Aunque en ese respecto tiene una ligera sospecha. Sólo hay dos personas en el mundo que aún mantienen el contacto tanto con ella como con él. Sólo dos personas que saben el destino de su exilio. Sólo dos personas lo suficientemente inocentes como para dejarse convencer por la falsa bondad de ese hombre.
—Como te decía, catorce años llevo aquí encerrado. Gracias a ti, mi hija, mi sangre —continúa con tono sarcástico. Sabe bien las palabras que usa. Quiere provocarla. Hacerla hablar—. Pero, afortunadamente, no lo estaré por mucho más tiempo. ¿No es una gran noticia?
En ella se remueven reticencias del pasado. Esa voz. Esa forma de expresarse. Ese leve toque cómico. Lo imagina sonriendo en estos precisos momentos y el hielo que era su cuerpo comienza a deshacerse bajo el fuego que corre por sus venas.
Lleva mucho tiempo esperando esto. Cada día desde que tenía trece años ha estado viviendo en torno a este momento. Toda su vida ha girado en función de la salida de prisión de ese monstruo. Su adolescencia. Sus miedos. Sus ansiedades. Sus problemas con la intimidad. Sus secretos. Incluso la razón de su estancia en Australia. Todo había estado planeado en función de él. De ser lo más independiente y estar lo más lejos posible antes de que ese día llegara. Y ya ha llegado. Ese día llamaba a su número personal en mitad de la escapada más única y maravillosa que ha vivido.
Sus ojos vuelan hacia los de Travis, que lleva distraído todo ese tiempo con un folleto turístico con información sobre el monte que visitan. Está a unos metros de ella. Alza la mirada de la lectura para concentrar la luz de esos imponentes ojos turquesa en ella. Le sonríe. Ajeno a todo. Le sonríe de la manera más hermosa y natural que existe. Y eso la hace valorar aún más lo que tiene y temer aún más lo que está a punto de perder.
—¿Cómo has conseguido este teléfono? —pregunta al fin mecida por la fuerza que mirar el rostro de Travis le insufla.
—Vaya... Tu voz... —dice la voz ignorando la pregunta—. Hacía tanto que no la escuchaba... Ha cambiado.
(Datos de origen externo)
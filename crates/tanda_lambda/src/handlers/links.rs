//! Time-limited public registration links.

use chrono::{DateTime, Duration, Utc};
use serde_json::json;
use tanda_core::calendar::format_timestamp;
use tanda_core::contract::{RegistrationLink, Tanda, LINK_TTL_GRACE_SECS};
use tanda_core::ids;
use tanda_core::validation::link_duration;

use crate::adapters::kv_store::Item;
use crate::context::ApiContext;
use crate::http::{success, ApiError, ApiGatewayResponse, ApiRequest};

pub fn link_not_found() -> ApiError {
    ApiError::not_found("LINK_NOT_FOUND", "Link de registro no encontrado")
}

/// Resolves a public registration token to its link and tanda, rejecting
/// disabled and expired links.
pub fn usable_link(ctx: &ApiContext, token: &str) -> Result<(RegistrationLink, Tanda), ApiError> {
    let repo = ctx.repo();
    let link = repo.link(token)?.ok_or_else(link_not_found)?;
    if !link.activo {
        return Err(ApiError::client(403, "LINK_INACTIVE", "Link de registro desactivado"));
    }
    if link.is_expired(ctx.now.timestamp()) {
        return Err(ApiError::client(403, "LINK_EXPIRED", "Link de registro expirado"));
    }
    let tanda = repo
        .tanda(&link.tanda_id)?
        .ok_or_else(ApiError::tanda_not_found)?;
    Ok((link, tanda))
}

pub fn create(ctx: &ApiContext, request: &ApiRequest) -> Result<ApiGatewayResponse, ApiError> {
    let claims = ctx.authenticate(request)?;
    let tanda_id = request.path_param("tandaId")?;
    let hours = link_duration(request.body.get("duracionHoras"))
        .map_err(|error| ApiError::bad_request("INVALID_DURATION", error.message()))?;

    let repo = ctx.repo();
    let tanda = repo.owned_tanda(tanda_id, &claims.id)?;
    let expires_at: DateTime<Utc> = ctx.now + Duration::hours(i64::from(hours));
    let expiracion = expires_at.timestamp();
    let link = RegistrationLink {
        token: ids::registration_token(),
        tanda_id: tanda_id.to_string(),
        user_id: claims.id.clone(),
        duracion_horas: hours,
        expiracion,
        created_at: Some(ctx.timestamp()),
        activo: true,
        ttl: Some(expiracion + LINK_TTL_GRACE_SECS),
        tipo: Some(if tanda.is_birthday() { "cumpleañera" } else { "normal" }.to_string()),
        extra: Item::new(),
    };
    repo.put_link(&link)?;
    tracing::info!(component = "links", event = "link_created", tanda_id, hours);

    success(
        200,
        json!({
            "token": link.token,
            "expiracion": format_timestamp(expires_at),
            "duracionHoras": hours,
        }),
    )
}

/// First unexpired link the caller created for the tanda.
pub fn active(ctx: &ApiContext, request: &ApiRequest) -> Result<ApiGatewayResponse, ApiError> {
    let claims = ctx.authenticate(request)?;
    let tanda_id = request.path_param("tandaId")?;
    let now = ctx.now.timestamp();

    let link = ctx
        .repo()
        .links_for_tanda(tanda_id)?
        .into_iter()
        .filter(|link| link.user_id == claims.id)
        .find(|link| !link.is_expired(now))
        .ok_or_else(|| ApiError::not_found("LINK_NOT_FOUND", "No hay links vigentes para esta tanda"))?;

    success(
        200,
        json!({
            "token": link.token,
            "expiracion": link.expiracion,
            "duracionHoras": link.duracion_horas,
        }),
    )
}

/// Public tanda data behind a registration token.
pub fn registration_info(ctx: &ApiContext, request: &ApiRequest) -> Result<ApiGatewayResponse, ApiError> {
    let token = request.path_param("token")?;
    let (link, tanda) = usable_link(ctx, token)?;
    let participantes: Vec<_> = ctx
        .repo()
        .participants(&tanda.id)?
        .into_iter()
        .map(|participant| {
            json!({
                "numeroAsignado": participant.numero_asignado,
                "nombre": participant.nombre,
            })
        })
        .collect();

    success(
        200,
        json!({
            "tandaId": tanda.id,
            "nombre": tanda.nombre,
            "montoPorRonda": tanda.monto_por_ronda,
            "totalRondas": tanda.total_rondas,
            "frecuencia": tanda.frequency_label(),
            "fechaInicio": tanda.fecha_inicio,
            "participantes": participantes,
            "expiracion": link.expiracion,
        }),
    )
}
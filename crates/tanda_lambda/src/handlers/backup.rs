//! Scheduled export of every configured table to the object store.

use std::collections::HashMap;

use chrono::{DateTime, Utc};
use serde::{Deserialize, Serialize};
use serde_json::Value;
use tanda_core::backup::{
    encode_archive, BackupMetadata, BackupRunReport, CriticalError, TableBackupResult, TableConfig,
};
use tanda_core::calendar::{format_date, format_timestamp};
use tanda_core::storage_keys::{backup_object_key, manifest_object_key, parse_backup_date};

use crate::adapters::kv_store::{scan_all, KeyValueStore};
use crate::adapters::messaging::TopicPublisher;
use crate::adapters::object_store::ObjectStore;
use crate::config::BackupConfig;

const ARCHIVE_CONTENT_TYPE: &str = "application/gzip";
const MANIFEST_CONTENT_TYPE: &str = "application/json";

/// Optional overrides carried by the triggering event.
#[derive(Debug, Clone, Default, Deserialize)]
pub struct BackupEvent {
    #[serde(default)]
    pub date: Option<String>,
    #[serde(default)]
    pub tables: Option<Vec<TableConfig>>,
}

#[derive(Debug, Clone, Serialize, Deserialize, PartialEq, Eq)]
pub struct BackupResponse {
    #[serde(rename = "statusCode")]
    pub status_code: u16,
    pub body: String,
}

/// Invocation scoped inputs of a backup run.
#[derive(Debug, Clone, PartialEq, Eq)]
pub struct BackupRun {
    pub now: DateTime<Utc>,
    pub request_id: String,
}

pub struct BackupTargets<'a> {
    pub store: &'a dyn KeyValueStore,
    pub objects: &'a dyn ObjectStore,
    pub publisher: Option<&'a dyn TopicPublisher>,
}

fn backup_table(
    table: &TableConfig,
    backup_date: &str,
    config: &BackupConfig,
    run: &BackupRun,
    targets: &BackupTargets,
) -> Result<TableBackupResult, String> {
    let date = parse_backup_date(backup_date).map_err(|error| error.message().to_string())?;
    let items = scan_all(targets.store, &table.name, table.projection())
        .map_err(|error| error.to_string())?;
    tracing::info!(
        component = "backup",
        event = "table_scanned",
        table = %table.name,
        items = items.len()
    );

    let metadata = BackupMetadata {
        table_name: table.name.clone(),
        backup_date: backup_date.to_string(),
        item_count: items.len(),
        environment: config.environment.clone(),
        pk: table.pk.clone(),
        sk: table.sk.clone(),
        region: config.region.clone(),
        timestamp: format_timestamp(run.now),
        lambda_request_id: run.request_id.clone(),
        ..BackupMetadata::default()
    };
    let item_count = metadata.item_count;
    let archive = encode_archive(metadata, items).map_err(|error| error.to_string())?;

    let key = backup_object_key(&config.environment, &table.name, date);
    let object_metadata = HashMap::from([
        ("table-name".to_string(), table.name.clone()),
        ("backup-date".to_string(), backup_date.to_string()),
        ("item-count".to_string(), item_count.to_string()),
        ("checksum".to_string(), archive.checksum().to_string()),
        (
            "compression-ratio".to_string(),
            archive.compression_ratio().to_string(),
        ),
    ]);
    targets
        .objects
        .put_object(&key, &archive.body, ARCHIVE_CONTENT_TYPE, &object_metadata)
        .map_err(|error| error.to_string())?;
    tracing::info!(
        component = "backup",
        event = "table_uploaded",
        table = %table.name,
        key = %key,
        compression_ratio = archive.compression_ratio()
    );

    Ok(TableBackupResult {
        table_name: table.name.clone(),
        item_count,
        s3_key: key,
        s3_bucket: config.bucket.clone(),
        checksum: archive.checksum().to_string(),
        size_compressed_mb: archive.compressed_mb(),
        size_uncompressed_mb: archive.uncompressed_mb(),
        compression_ratio: archive.compression_ratio(),
    })
}

fn save_manifest(
    report: &BackupRunReport,
    config: &BackupConfig,
    objects: &dyn ObjectStore,
) -> Result<(), String> {
    let date = parse_backup_date(&report.date).map_err(|error| error.message().to_string())?;
    let key = manifest_object_key(&config.environment, date);
    let body = serde_json::to_vec_pretty(report).map_err(|error| error.to_string())?;
    objects
        .put_object(&key, &body, MANIFEST_CONTENT_TYPE, &HashMap::new())
        .map_err(|error| error.to_string())?;
    tracing::info!(component = "backup", event = "manifest_saved", key = %key);
    Ok(())
}

fn notify(report: &BackupRunReport, config: &BackupConfig, publisher: Option<&dyn TopicPublisher>) {
    let Some(publisher) = publisher else {
        tracing::info!(component = "backup", event = "notification_skipped");
        return;
    };
    let subject = report.notification_subject();
    let message = report.notification_message(&config.bucket);
    if let Err(error) = publisher.publish(&subject, &message) {
        tracing::warn!(component = "backup", event = "notification_failed", error = %error);
    }
}

/// Backs up each table, records per-table failures and keeps going, then
/// stores the manifest and publishes a summary. A manifest failure turns the
/// run critical.
pub fn handle_backup_event(
    event: &Value,
    config: &BackupConfig,
    run: &BackupRun,
    targets: &BackupTargets,
) -> BackupResponse {
    let start_time = format_timestamp(run.now);
    let parsed: Result<BackupEvent, _> = match event {
        Value::Object(_) => serde_json::from_value(event.clone()),
        _ => Ok(BackupEvent::default()),
    };
    let default_date = format_date(run.now.date_naive());

    let mut report = match &parsed {
        Ok(overrides) => BackupRunReport::new(
            overrides.date.clone().unwrap_or(default_date),
            config.environment.clone(),
            start_time,
        ),
        Err(_) => BackupRunReport::new(default_date, config.environment.clone(), start_time),
    };

    let outcome = parsed
        .map_err(|error| format!("invalid backup event: {error}"))
        .and_then(|overrides| {
            let tables = overrides.tables.unwrap_or_else(|| config.tables.clone());
            for table in &tables {
                match backup_table(table, &report.date, config, run, targets) {
                    Ok(result) => report.tables.push(result),
                    Err(error) => {
                        tracing::error!(
                            component = "backup",
                            event = "table_failed",
                            table = %table.name,
                            error = %error
                        );
                        report.errors.push(format!("Error en {}: {error}", table.name));
                    }
                }
            }
            report.end_time = Some(format_timestamp(run.now));
            save_manifest(&report, config, targets.objects)
        });

    if let Err(error) = outcome {
        tracing::error!(component = "backup", event = "run_failed", error = %error);
        report.critical_error = Some(CriticalError { error });
        report.end_time = Some(format_timestamp(run.now));
    }
    notify(&report, config, targets.publisher);

    tracing::info!(
        component = "backup",
        event = "run_completed",
        date = %report.date,
        tables = report.tables.len(),
        errors = report.errors.len(),
        status = report.status_code()
    );
    BackupResponse {
        status_code: report.status_code(),
        body: serde_json::to_string_pretty(&report).unwrap_or_default(),
    }
}

#[cfg(test)]
mod tests {
    use chrono::TimeZone;
    use serde_json::json;

    use super::*;
    use crate::adapters::memory::{MemoryObjectStore, MemoryStore, RecordingPublisher};

    fn config() -> BackupConfig {
        BackupConfig {
            tables: vec![TableConfig {
                name: "tandas".to_string(),
                pk: Some("id".to_string()),
                sk: None,
                attributes: None,
                target_name: None,
            }],
            bucket: "tandas-backups".to_string(),
            environment: "staging".to_string(),
            topic_arn: None,
            region: "us-east-1".to_string(),
        }
    }

    fn run() -> BackupRun {
        BackupRun {
            now: Utc.with_ymd_and_hms(2025, 1, 24, 3, 0, 0).single().expect("time"),
            request_id: "req-1".to_string(),
        }
    }

    #[test]
    fn invalid_event_overrides_make_the_run_critical() {
        let store = MemoryStore::new().with_table("tandas", "id", None);
        let objects = MemoryObjectStore::new();
        let publisher = RecordingPublisher::default();
        let targets = BackupTargets {
            store: &store,
            objects: &objects,
            publisher: Some(&publisher),
        };

        let response = handle_backup_event(&json!({"tables": "tandas"}), &config(), &run(), &targets);

        assert_eq!(response.status_code, 500);
        assert!(objects.keys().is_empty());
        let published = publisher.published();
        assert_eq!(published.len(), 1);
        assert_eq!(published[0].subject, "[CRÍTICO] Fallo en backup DynamoDB - staging");
    }

    #[test]
    fn malformed_date_fails_each_table_and_the_manifest() {
        let store = MemoryStore::new().with_table("tandas", "id", None);
        let objects = MemoryObjectStore::new();
        let targets = BackupTargets {
            store: &store,
            objects: &objects,
            publisher: None,
        };

        let response = handle_backup_event(&json!({"date": "24-01-2025"}), &config(), &run(), &targets);
        let body: Value = serde_json::from_str(&response.body).expect("body");

        assert_eq!(response.status_code, 500);
        assert_eq!(body["errors"].as_array().map(Vec::len), Some(1));
        assert!(body["critical_error"]["error"].is_string());
    }
}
Es más... —duda unos segundos en busca de la palabra adecuada—, madura. Aunque continúas teniendo ese tono condescendiente de siempre. Como si le perdonaras la vida a cada persona que se cruza en tu camino —ríe. Ella permanece seria, a la espera de la información que ha pedido—. Tu hermano —contesta tras unos segundos de silencio—, ha sido el único que ha estado visitándome en este antro. Tu hermana ha venido en contadas ocasiones, pero lo cierto es que, pese a vivir en Alemania, él ha sido el único de vosotros tres que se ha preocupado por mí realmente. Hemos estado hablando. Una larga charla de catorce años da para mucho, ¿no crees? —no hay respuesta—. Me preguntó qué haría cuando saliese de aquí, que será pronto —un escalofrío recorre su cuerpo—. Y la imagen de una única persona se dibujó en mi mente. ¿Adivinas quién? —pese a no verle la cara sabe que sonríe y eso prende su sistema fundiéndolo en odio y miedo—. Le conté mis intenciones de que tú y yo hiciéramos... digamos... las paces —su tono es ladino y susurrante—. Limar asperezas. Olvidar el pasado. Al principio no parecía muy conforme, pero con el tiempo se fue ablandando. Y por fin me dio tu número. Dice que estás lejos. En un país extranjero. Tú y tus ansías de volar —habla de ella como si la conociera. Como si supiera cómo es. No lo soporta. Un pitido surge del teléfono y una voz que no alcanza a comprender dice algo al otro lado—. ¿Ya? Está bien —responde él a otra persona—. En fin, hija, me temo que tengo que dejarte. Espero volver a escucharte pronto... y verte. Tendrás noticias mías, te lo aseguro —añade con malicia antes de colgar.